What you need to do:
Once you reach the line containing "request to the" in the data below, restate each line word for word up to and including the one containing "lists the package.".

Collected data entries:
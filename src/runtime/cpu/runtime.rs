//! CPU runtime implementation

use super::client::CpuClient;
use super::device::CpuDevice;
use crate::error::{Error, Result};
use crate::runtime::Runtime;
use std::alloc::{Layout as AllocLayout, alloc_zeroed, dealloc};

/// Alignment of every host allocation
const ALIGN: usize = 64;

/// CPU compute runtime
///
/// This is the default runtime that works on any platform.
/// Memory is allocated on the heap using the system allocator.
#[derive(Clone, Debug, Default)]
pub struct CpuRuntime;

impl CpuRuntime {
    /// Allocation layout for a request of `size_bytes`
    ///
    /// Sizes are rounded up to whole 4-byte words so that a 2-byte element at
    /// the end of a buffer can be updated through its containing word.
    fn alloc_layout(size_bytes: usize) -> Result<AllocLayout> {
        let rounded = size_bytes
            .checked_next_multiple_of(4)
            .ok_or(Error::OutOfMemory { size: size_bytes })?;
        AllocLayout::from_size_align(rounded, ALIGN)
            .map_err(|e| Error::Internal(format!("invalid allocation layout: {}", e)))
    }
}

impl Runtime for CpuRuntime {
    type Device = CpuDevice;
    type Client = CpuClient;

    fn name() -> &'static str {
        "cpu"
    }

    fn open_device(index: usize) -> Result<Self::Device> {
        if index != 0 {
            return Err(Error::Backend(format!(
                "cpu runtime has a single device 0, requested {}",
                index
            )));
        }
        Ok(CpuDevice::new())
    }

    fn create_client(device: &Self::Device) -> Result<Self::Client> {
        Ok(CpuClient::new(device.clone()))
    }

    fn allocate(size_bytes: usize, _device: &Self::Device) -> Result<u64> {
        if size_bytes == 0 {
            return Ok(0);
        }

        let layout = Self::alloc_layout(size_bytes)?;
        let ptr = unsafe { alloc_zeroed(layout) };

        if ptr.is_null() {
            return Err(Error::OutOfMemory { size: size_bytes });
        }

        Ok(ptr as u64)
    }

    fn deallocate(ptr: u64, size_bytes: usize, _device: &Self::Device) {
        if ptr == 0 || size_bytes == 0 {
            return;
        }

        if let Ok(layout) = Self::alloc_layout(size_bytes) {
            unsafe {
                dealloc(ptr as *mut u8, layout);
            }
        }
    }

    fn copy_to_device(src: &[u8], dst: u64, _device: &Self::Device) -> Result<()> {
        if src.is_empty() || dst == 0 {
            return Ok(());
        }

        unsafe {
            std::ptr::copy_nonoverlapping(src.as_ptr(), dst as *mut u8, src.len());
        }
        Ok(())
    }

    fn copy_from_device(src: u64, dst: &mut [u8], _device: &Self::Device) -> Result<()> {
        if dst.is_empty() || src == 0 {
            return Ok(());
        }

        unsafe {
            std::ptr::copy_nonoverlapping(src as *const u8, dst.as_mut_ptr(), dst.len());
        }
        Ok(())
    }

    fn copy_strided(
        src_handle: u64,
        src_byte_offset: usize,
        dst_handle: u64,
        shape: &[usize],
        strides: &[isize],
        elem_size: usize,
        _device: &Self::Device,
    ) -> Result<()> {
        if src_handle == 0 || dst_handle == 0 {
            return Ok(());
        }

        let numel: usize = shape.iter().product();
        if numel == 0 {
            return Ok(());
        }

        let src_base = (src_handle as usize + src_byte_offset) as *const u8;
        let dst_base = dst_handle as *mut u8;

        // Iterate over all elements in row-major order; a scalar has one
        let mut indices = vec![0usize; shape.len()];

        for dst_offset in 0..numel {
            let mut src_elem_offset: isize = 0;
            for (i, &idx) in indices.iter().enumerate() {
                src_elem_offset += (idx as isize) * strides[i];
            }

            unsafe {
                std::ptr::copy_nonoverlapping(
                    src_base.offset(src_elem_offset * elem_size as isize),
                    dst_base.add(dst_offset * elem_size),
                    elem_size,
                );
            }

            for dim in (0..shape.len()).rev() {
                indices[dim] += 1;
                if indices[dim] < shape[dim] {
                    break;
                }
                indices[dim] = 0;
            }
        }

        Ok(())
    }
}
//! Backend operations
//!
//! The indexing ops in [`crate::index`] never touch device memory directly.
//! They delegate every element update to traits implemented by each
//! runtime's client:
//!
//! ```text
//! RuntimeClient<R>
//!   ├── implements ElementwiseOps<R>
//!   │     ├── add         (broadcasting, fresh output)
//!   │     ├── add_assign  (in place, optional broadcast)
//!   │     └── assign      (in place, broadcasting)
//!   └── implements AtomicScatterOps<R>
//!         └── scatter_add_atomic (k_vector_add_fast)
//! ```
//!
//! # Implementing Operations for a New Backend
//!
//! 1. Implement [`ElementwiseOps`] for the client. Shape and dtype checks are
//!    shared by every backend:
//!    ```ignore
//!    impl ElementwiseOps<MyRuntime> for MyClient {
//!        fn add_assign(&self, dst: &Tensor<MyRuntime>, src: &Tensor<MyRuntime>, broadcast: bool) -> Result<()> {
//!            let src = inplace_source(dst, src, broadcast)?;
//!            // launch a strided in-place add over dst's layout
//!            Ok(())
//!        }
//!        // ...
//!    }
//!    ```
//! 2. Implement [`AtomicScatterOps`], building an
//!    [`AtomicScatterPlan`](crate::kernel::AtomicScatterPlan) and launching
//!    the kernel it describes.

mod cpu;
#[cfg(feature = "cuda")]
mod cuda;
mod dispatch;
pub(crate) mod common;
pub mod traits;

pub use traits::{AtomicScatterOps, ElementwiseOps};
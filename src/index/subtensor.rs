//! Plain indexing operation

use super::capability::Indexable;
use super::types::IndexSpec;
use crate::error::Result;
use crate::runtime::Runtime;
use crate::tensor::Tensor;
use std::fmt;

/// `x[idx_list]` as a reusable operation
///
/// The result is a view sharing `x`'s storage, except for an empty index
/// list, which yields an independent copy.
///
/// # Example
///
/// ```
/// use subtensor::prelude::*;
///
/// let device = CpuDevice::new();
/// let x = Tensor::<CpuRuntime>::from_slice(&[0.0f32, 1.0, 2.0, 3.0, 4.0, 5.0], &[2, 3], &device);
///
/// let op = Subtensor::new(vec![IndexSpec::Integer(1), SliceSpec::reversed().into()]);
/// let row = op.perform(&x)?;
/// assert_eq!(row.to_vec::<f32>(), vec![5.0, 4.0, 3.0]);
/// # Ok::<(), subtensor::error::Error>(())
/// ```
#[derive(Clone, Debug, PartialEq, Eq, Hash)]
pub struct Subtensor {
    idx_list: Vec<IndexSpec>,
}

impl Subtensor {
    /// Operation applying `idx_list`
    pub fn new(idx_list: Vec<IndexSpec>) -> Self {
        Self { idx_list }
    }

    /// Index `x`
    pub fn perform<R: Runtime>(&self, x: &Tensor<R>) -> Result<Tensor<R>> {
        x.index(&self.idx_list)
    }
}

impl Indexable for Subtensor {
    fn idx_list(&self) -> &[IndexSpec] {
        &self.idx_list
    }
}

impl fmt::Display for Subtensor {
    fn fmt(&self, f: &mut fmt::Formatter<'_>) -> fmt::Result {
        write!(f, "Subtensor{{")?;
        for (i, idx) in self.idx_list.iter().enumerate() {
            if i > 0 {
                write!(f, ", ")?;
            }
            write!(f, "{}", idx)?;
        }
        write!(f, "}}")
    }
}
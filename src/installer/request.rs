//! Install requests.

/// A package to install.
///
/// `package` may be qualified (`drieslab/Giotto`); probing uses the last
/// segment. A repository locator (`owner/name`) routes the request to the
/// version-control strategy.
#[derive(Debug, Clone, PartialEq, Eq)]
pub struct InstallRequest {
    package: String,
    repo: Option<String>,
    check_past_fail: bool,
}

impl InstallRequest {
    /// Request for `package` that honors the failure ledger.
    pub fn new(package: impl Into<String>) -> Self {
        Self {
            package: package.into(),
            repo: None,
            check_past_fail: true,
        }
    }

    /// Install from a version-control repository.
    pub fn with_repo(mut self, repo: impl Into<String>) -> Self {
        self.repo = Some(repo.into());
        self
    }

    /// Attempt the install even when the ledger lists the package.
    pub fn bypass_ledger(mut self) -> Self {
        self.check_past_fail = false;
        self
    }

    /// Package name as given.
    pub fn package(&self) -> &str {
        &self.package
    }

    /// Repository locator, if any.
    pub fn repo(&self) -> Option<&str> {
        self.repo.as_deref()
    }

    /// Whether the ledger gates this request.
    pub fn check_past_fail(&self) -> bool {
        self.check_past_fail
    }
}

Output for this exercise:
/// segment. A repository locator (`owner/name`) routes the request to the
/// version-control strategy.
#[derive(Debug, Clone, PartialEq, Eq)]
pub struct InstallRequest {
    package: String,
    repo: Option<String>,
    check_past_fail: bool,
}

impl InstallRequest {
    /// Request for `package` that honors the failure ledger.
    pub fn new(package: impl Into<String>) -> Self {
        Self {
            package: package.into(),
            repo: None,
            check_past_fail: true,
        }
    }

    /// Install from a version-control repository.
    pub fn with_repo(mut self, repo: impl Into<String>) -> Self {
        self.repo = Some(repo.into());
        self
    }

    /// Attempt the install even when the ledger lists the package.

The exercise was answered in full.